Una decisione fatta filtrare nella serata di domenica da “una fonte” all’agenzia Tass. Nessun annuncio ufficiale, insomma, e nessun incontro previsto, almeno pubblico, tra Putin e il suo ex protetto. “Non c’è alcun colloquio del genere nell’agenda ufficiale del presidente”, ha sottolineato Peskov, rifiutando anche di precisare quando sia stato l’ultimo incontro tra i due, anche se i media siriani avevano parlato di una visita segreta di Assad a Mosca alla fine di novembre. Il copione rispecchia la necessità della leadership russa di cercare di creare o mantenere contatti con i nuovi padroni a Damasco, con l’obiettivo primario di salvare la base navale di Tartus – l’unica di Mosca sul Mediterraneo – e quella aerea di Hmeimim, nella vicina Latakia. “E’ troppo presto per parlarne, in ogni caso questo sarà argomento di discussione con coloro che saranno al potere in Siria”, ha osservato il portavoce.

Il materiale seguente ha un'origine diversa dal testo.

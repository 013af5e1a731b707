//! # trivia-quiz
//!
//! A terminal trivia quiz: five easy multiple-choice questions fetched from
//! the Open Trivia DB, answered one at a time, with a celebration for three
//! or more correct.
//!
//! ## Usage
//!
//! ```rust,no_run
//! use trivia_quiz::Quiz;
//!
//! #[tokio::main]
//! async fn main() -> Result<(), Box<dyn std::error::Error>> {
//!     // Fetch a round of questions and run the quiz in the terminal.
//!     Quiz::new(true).run().await
//! }
//! ```

mod app;
mod data;
mod events;
mod models;
pub mod terminal;
mod text;
mod ui;

use std::sync::Arc;
use std::time::Duration;

use crossterm::event::{self, Event, KeyCode, KeyEventKind};
use tokio::sync::Mutex;

pub use app::{App, SUCCESS_THRESHOLD, SessionStatus};
pub use data::{LoadError, QUESTION_COUNT, TriviaClient};
pub use events::Feedback;
pub use models::Question;
pub use text::decode_entities;

/// Delay between answering and moving on, so the feedback can land first.
pub const ADVANCE_DELAY: Duration = Duration::from_millis(500);

const POLL_INTERVAL: Duration = Duration::from_millis(50);

/// Shared session state, mutated by the event loop and the spawned
/// fetch and advance tasks.
type SharedApp = Arc<Mutex<App>>;

/// A quiz instance that can be run in the terminal.
pub struct Quiz {
    app: SharedApp,
    client: TriviaClient,
    feedback_rx: Option<events::FeedbackReceiver>,
}

impl Quiz {
    /// Create a new quiz. `dark_mode` picks the starting color scheme.
    pub fn new(dark_mode: bool) -> Self {
        let (tx, rx) = events::channel();
        Self {
            app: Arc::new(Mutex::new(App::new(tx, dark_mode))),
            client: TriviaClient::new(),
            feedback_rx: Some(rx),
        }
    }

    /// Run the quiz in the terminal.
    ///
    /// Takes over the terminal, starts the first fetch, and returns when the
    /// user quits.
    pub async fn run(mut self) -> Result<(), Box<dyn std::error::Error>> {
        if let Some(rx) = self.feedback_rx.take() {
            events::spawn_sink(rx);
        }
        spawn_load(&self.app, &self.client).await;

        let mut term = terminal::init()?;
        let result = run_event_loop(&mut term, &self.app, &self.client).await;
        terminal::restore()?;
        result
    }
}

async fn run_event_loop(
    terminal: &mut terminal::AppTerminal,
    app: &SharedApp,
    client: &TriviaClient,
) -> Result<(), Box<dyn std::error::Error>> {
    loop {
        {
            let app = app.lock().await;
            if app.should_quit {
                break;
            }
            terminal.draw(|frame| ui::render(frame, &app))?;
        }

        // Poll with a timeout so state changed by background tasks (a fetch
        // landing, a deferred advance firing) reaches the screen promptly.
        if event::poll(POLL_INTERVAL)? {
            if let Event::Key(key) = event::read()? {
                if key.kind != KeyEventKind::Press {
                    continue;
                }
                handle_input(app, client, key.code).await;
            }
        }
    }

    Ok(())
}

async fn handle_input(app: &SharedApp, client: &TriviaClient, key: KeyCode) {
    // Quit and theme work on every screen.
    {
        let mut app = app.lock().await;
        match key {
            KeyCode::Char('q') | KeyCode::Char('Q') => {
                app.should_quit = true;
                return;
            }
            KeyCode::Char('t') | KeyCode::Char('T') => {
                app.toggle_theme();
                return;
            }
            _ => {}
        }
    }

    let status = app.lock().await.status.clone();
    match status {
        SessionStatus::Loading => {}
        SessionStatus::Error(_) | SessionStatus::Finished => {
            if matches!(key, KeyCode::Char('r') | KeyCode::Char('R')) {
                spawn_load(app, client).await;
            }
        }
        SessionStatus::InProgress => match key {
            KeyCode::Up | KeyCode::Char('k') => app.lock().await.select_previous_option(),
            KeyCode::Down | KeyCode::Char('j') => app.lock().await.select_next_option(),
            KeyCode::Enter | KeyCode::Char(' ') => submit_answer(app).await,
            _ => {}
        },
    }
}

/// Start a fetch and commit its outcome.
///
/// The commit presents the token minted here, so a fetch superseded by a
/// newer `spawn_load` call is discarded when it finally lands.
async fn spawn_load(app: &SharedApp, client: &TriviaClient) {
    let token = app.lock().await.begin_loading();

    let app = Arc::clone(app);
    let client = client.clone();
    tokio::spawn(async move {
        let result = client.fetch_questions().await;
        app.lock().await.commit_load(token, result);
    });
}

/// Submit the highlighted option and schedule the deferred advance.
async fn submit_answer(app: &SharedApp) {
    let ticket = {
        let mut app = app.lock().await;
        let Some(selected) = app.selected_option_text().map(str::to_string) else {
            return;
        };
        app.record_answer(&selected)
    };

    // None means the call was out of turn; nothing to schedule.
    let Some(ticket) = ticket else {
        return;
    };

    let app = Arc::clone(app);
    tokio::spawn(async move {
        tokio::time::sleep(ADVANCE_DELAY).await;
        app.lock().await.apply_advance(ticket);
    });
}

#[cfg(test)]
mod tests {
    use super::*;

    fn test_questions() -> Vec<Question> {
        (1..=5)
            .map(|n| Question {
                prompt: format!("Question {n}?"),
                options: [
                    format!("Right {n}"),
                    "Wrong A".into(),
                    "Wrong B".into(),
                    "Wrong C".into(),
                ],
                correct_answer: format!("Right {n}"),
            })
            .collect()
    }

    async fn loaded_shared_app() -> (SharedApp, events::FeedbackReceiver) {
        let (tx, rx) = events::channel();
        let app: SharedApp = Arc::new(Mutex::new(App::new(tx, true)));
        {
            let mut app = app.lock().await;
            let token = app.begin_loading();
            app.commit_load(token, Ok(test_questions()));
        }
        (app, rx)
    }

    #[tokio::test(start_paused = true)]
    async fn deferred_advance_fires_only_after_the_delay() {
        let (app, _rx) = loaded_shared_app().await;

        submit_answer(&app).await;
        // Let the spawned advance task be polled so it parks on its timer
        // before virtual time is advanced; otherwise `advance` fires nothing.
        tokio::task::yield_now().await;
        {
            let app = app.lock().await;
            assert_eq!(app.score(), 1);
            assert_eq!(app.question_number(), 1);
        }

        // Just short of the delay: still on the first question.
        tokio::time::advance(ADVANCE_DELAY - Duration::from_millis(10)).await;
        tokio::task::yield_now().await;
        assert_eq!(app.lock().await.question_number(), 1);

        tokio::time::advance(Duration::from_millis(20)).await;
        tokio::task::yield_now().await;
        tokio::task::yield_now().await;
        assert_eq!(app.lock().await.question_number(), 2);
    }

    #[tokio::test(start_paused = true)]
    async fn double_submission_during_the_delay_scores_once() {
        let (app, _rx) = loaded_shared_app().await;

        submit_answer(&app).await;
        submit_answer(&app).await;
        // Let the spawned advance task park on its timer before advancing the
        // virtual clock; otherwise `advance` fires nothing.
        tokio::task::yield_now().await;

        tokio::time::advance(ADVANCE_DELAY + Duration::from_millis(10)).await;
        tokio::task::yield_now().await;
        tokio::task::yield_now().await;

        let app = app.lock().await;
        assert_eq!(app.score(), 1);
        assert_eq!(app.question_number(), 2);
    }

    #[tokio::test(start_paused = true)]
    async fn restart_during_the_delay_discards_the_old_advance() {
        let (app, _rx) = loaded_shared_app().await;

        submit_answer(&app).await;

        // A new session replaces the old one before the timer fires.
        {
            let mut app = app.lock().await;
            let token = app.begin_loading();
            app.commit_load(token, Ok(test_questions()));
        }

        tokio::time::advance(ADVANCE_DELAY + Duration::from_millis(10)).await;
        tokio::task::yield_now().await;
        tokio::task::yield_now().await;

        let app = app.lock().await;
        assert_eq!(app.status, SessionStatus::InProgress);
        assert_eq!(app.question_number(), 1);
        assert_eq!(app.score(), 0);
    }
}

Ma per capire chi saranno costoro anche Mosca dovrà aspettare la formazione del governo, soppesare il ruolo e l’importanza delle varie figure e le influenze esercitate da potenze regionali e mondiali. Per questo, ha affermato Peskov, mentre la Siria si avvia ad attraversare “un periodo molto difficile a causa dell’instabilità”, è “molto importante mantenere il dialogo con tutti i Paesi della regione”. Compresa la Turchia, il principale sostenitore dei ribelli e jihadisti che hanno rovesciato Assad. La Russia cerca dunque di riprendersi dallo shock per lo smacco subito. “Quello che è successo probabilmente ha sorpreso il mondo intero, e noi non facciamo eccezione”, ha ammesso Peskov.

Mentre il segretario generale della Nato, Mark Rutte, non ha resistito alla tentazione di punzecchiare Mosca, insieme con Teheran, accusandole di essersi dimostrate “partner inaffidabili” di Assad. I media e i blogger militari russi si sono mostrati quasi altrettanto impietosi nell’analisi di quanto successo, e dei costi che Mosca potrebbe essere chiamata a pagare. Emblematico il titolo dell’autorevole giornale del mondo imprenditoriale Kommersant: ‘La Russia ha perso il principale alleato in Medio Oriente’. Mentre il canale Telegram Rybar, che vanta legami con il ministero della Difesa, mette in guardia dalle conseguenze di una possibile perdita delle due basi. Sia quella di Tartus sia quella di Hmeimim “hanno svolto un ruolo logistico importante per le operazioni della Russia in Libia e nel Sahel”, sottolinea il blog. Un rimedio efficace potrebbe essere l’apertura di una nuova base a Port Sudan, sul Mar Rosso. “Ma la guerra civile in Sudan non è ancora finita, il che complica i negoziati in corso”, valuta Rybar. Mentre un porto sulla costa libica della Cirenaica, di cui si parla da tempo, sarebbe troppo lontano per garantire i rifornimenti regolari con aerei da trasporto a pieno carico.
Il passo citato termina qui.